This post has been updated as of February 2021.
Many men don’t realize how damaging pornography is to their wives. Most will admit their wives don’t approve of it. However, this is often because they believe their wives simply view it as “dirty.” Women’s reasons for despising pornography go deeper. For them, it’s a devastating attack that reaches down to their very core.
This is what Max discovered when he and his wife Kelly sought counseling because of his pornography use. Although he knew she wouldn’t like it, Max initially thought there was nothing wrong with occasionally viewing porn. For him it was simply a “guy thing” that he did to relax when he was stressed. Most of his friends were into it too, so how could it be wrong. Besides, to him, the women in pornography were mere “images on a computer screen.” How could that be so offensive? As Kelly expressed how deeply hurt she was by Max’s pornography use, he began to realize how damaging it really was to him, to Kelly, and to their marriage.
While porn harms in many ways, here are three particular ways pornography is devastating your wife:
1. They feel deeply hurt and betrayed.
For them, pornography isn’t simply “images on a screen.” They are other women. Thus, pornography use is a form of adultery. When a man chooses to spend time with pornography, he is choosing to spend time with other women.
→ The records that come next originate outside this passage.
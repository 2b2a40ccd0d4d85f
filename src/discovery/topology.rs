//! Per-account topology discovery

use futures::future::join_all;
use serde::{Deserialize, Serialize};
use std::collections::BTreeMap;
use std::future::Future;
use std::sync::Arc;
use tracing::{debug, info, warn};

use super::flow_logs::{collect_traffic, VpcAddressSpace};
use super::hub::{resolve_hub, HubTopology, SpokeVpc};
use super::retry::with_backoff;
use super::security_groups::{allowed_ports, AdmittedPorts};
use crate::aws::{cidr_covers, ApiResult, HubAttachment, VpcInfo};
use crate::config::EngineConfig;
use crate::error::{ApiError, EngineError, PartialDiscoveryWarning};
use crate::session::{ClientHandle, SessionProvider};
use crate::types::{
    Account, ConnectionDetail, ConnectionKind, ConnectivityObservation, Directionality, Endpoint,
    InterfaceHealth, TrafficSample, TunnelHealth,
};

/// Peering states worth recording
const DISCOVERED_PEERING_STATES: [&str; 2] = ["active", "pending-acceptance"];

/// Structural facts about an account's VPC
#[derive(Debug, Clone, PartialEq, Eq, Serialize, Deserialize)]
pub struct VpcFacts {
    pub account_id: String,
    pub vpc_id: String,
    pub cidr_blocks: Vec<String>,
    pub dns_support: bool,
    pub dns_hostnames: bool,
    pub subnet_count: u32,
    /// Hub router this VPC is attached to
    pub hub_router_id: Option<String>,
}

/// Everything discovery learned across the account set
#[derive(Debug, Clone, Default)]
pub struct DiscoveryOutput {
    pub observations: Vec<ConnectivityObservation>,
    pub vpcs: Vec<VpcFacts>,
    pub hub_router_id: Option<String>,
    pub warnings: Vec<PartialDiscoveryWarning>,
}

/// An account that authenticated and has a usable VPC
pub struct AccountSurvey {
    pub account: Account,
    pub session: ClientHandle,
    pub vpc: VpcInfo,
    pub attachments: Vec<HubAttachment>,
    warnings: Vec<PartialDiscoveryWarning>,
}

/// Observations from one account
#[derive(Debug, Clone, Default)]
pub struct AccountDiscovery {
    pub observations: Vec<ConnectivityObservation>,
    pub warnings: Vec<PartialDiscoveryWarning>,
}

/// Use-case tag of a resource: `UseCase`, falling back to `Purpose`
pub fn use_case_tag(tags: &BTreeMap<String, String>) -> Option<String> {
    ["UseCase", "Purpose"]
        .iter()
        .filter_map(|key| tags.get(*key))
        .map(|v| v.trim())
        .find(|v| !v.is_empty())
        .map(str::to_string)
}

/// Configured VPC, or the first non-default one
fn select_vpc(account: &Account, vpcs: &[VpcInfo]) -> Option<VpcInfo> {
    match &account.vpc_id {
        Some(vpc_id) => vpcs.iter().find(|v| &v.vpc_id == vpc_id).cloned(),
        None => vpcs.iter().find(|v| !v.is_default).cloned(),
    }
}

pub struct TopologyDiscoverer {
    sessions: Arc<dyn SessionProvider>,
    config: EngineConfig,
}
Furthermore, he is sharing his sexuality with them, a precious gift that must only be shared with his wife. He is giving away something that belongs to his wife. This is no different than having an extramarital affair. Because pornography depicts men sexually exploiting women, a wife might also end up feeling used in her sexual relationship with her husband.
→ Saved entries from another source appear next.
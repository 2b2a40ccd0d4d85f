//! Network API seam
//!
//! Every cloud call the engine makes goes through [`NetworkApi`]. A client is
//! always scoped to one account; the session layer hands out clients per
//! account.
//!
//! ## Implementations
//!
//! - [`fixture::RecordedNetwork`]: replays a recorded topology document. Used
//!   for offline runs and as the deterministic backend in tests.

mod api;
pub mod fixture;

pub use api::*;
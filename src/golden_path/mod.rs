//! Golden Path
//!
//! The persisted connectivity baseline every verification phase compares
//! against.
//!
//! ## Architecture
//!
//! - **Document**: versioned snapshot of patterns, assertions and summary counts
//! - **Migration**: in-place upgrade of older schema versions on load
//! - **Store**: atomic save with timestamped backup of the replaced file
//! - **Diff**: added, removed and changed patterns between two baselines

mod document;
mod migration;
mod store;

pub use document::*;
pub use migration::*;
pub use store::*;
2. They feel ugly and rejected.
Many young wives don’t object to their husbands viewing pornography because they know they can compete with the young women in porn. However, this view changes with time. Naturally, wives get older, but the women in porn stay young. Here is where a husband’s pornography use gets really hurtful.
A wife in her 40’s may see what her husband is viewing in porn and think to herself, “How can I compete? He must think I’m ugly. I’m no longer beautiful or sexually desirable. He would rather be with those young women in porn than with me. He wants to replace me.” This can result in wounded self-esteem, depression, anxiety, and even body image disorders for wives.
3. Trust is broken.
Most wives feel they have an open and honest relationship with their husbands. They believe they can share anything with each other and they have healthy intimacy. This view disintegrates when a wife discovers her husband viewing pornography. She realizes he has a dark secret life that she never knew about. The man she thought she knew thoroughly for years now seems like a total stranger.
This a very deep trust wound. Not only is her ability to trust her husband damaged, but she also realizes her husband may have never trusted her enough to share his struggles with her. Thus, she realizes the trust she thought she had in their relationship never existed. She begins to wonder what other things in their relationship he has lied about. In addition, she often no longer sees him as a good role model for their children. Her whole image of her husband is destroyed.
Steps Toward a Healthy Marriage
For many women, their husbands’ use of pornography is deeply traumatizing. Some even struggle with symptoms of post-traumatic stress disorder (PTSD). Pornography is so damaging that it plays a significant role in over 50% of all divorces. Unfortunately, men never hear this from the mass media. All they hear is that it is “harmless adult entertainment.” I am convinced that if husbands really knew how damaging pornography use is to wives and marriages, they would never want to go near it.
Fortunately, most people and relationships can, and do, heal from the devastation of pornography. It takes time, patience, and commitment to the healing process. Whenever I work with a couple struggling with the effects of pornography, there are three kinds of counseling I offer:
- I work with the husband to successfully overcome his use of pornography.
- I work with the wife to recover from the trauma caused by her husband’s pornography use.
- I work with the couple to heal the damage caused to their relationship because of pornography use.
Many couples claim they simply want to go back to the way things were before their marriage was damaged by pornography. However, this is not what I recommend. Because pornography use and its root causes often predate the marriage, one or both spouses probably were not healthy when they entered the marriage. The goal of counseling is to help them work on individual and marital healing so that they can create a healthy and happy marriage.
While the healing process seemed daunting for Max and Kelly, they still loved each other and were committed to their marriage. As they worked on their individual healing, they were able to develop a new and healthy marital relationship. For the first time, there were no secrets in their relationship. They felt safe with each other and could talk about everything. They felt truly connected and had a healthy level of intimacy. After several months of therapy, they were truly in love with each other and had the marriage they had always wanted. While they wished they never had to go through their ordeal, they could see how God was using it to give them the marriage they had always wanted and the marriage He wanted for them.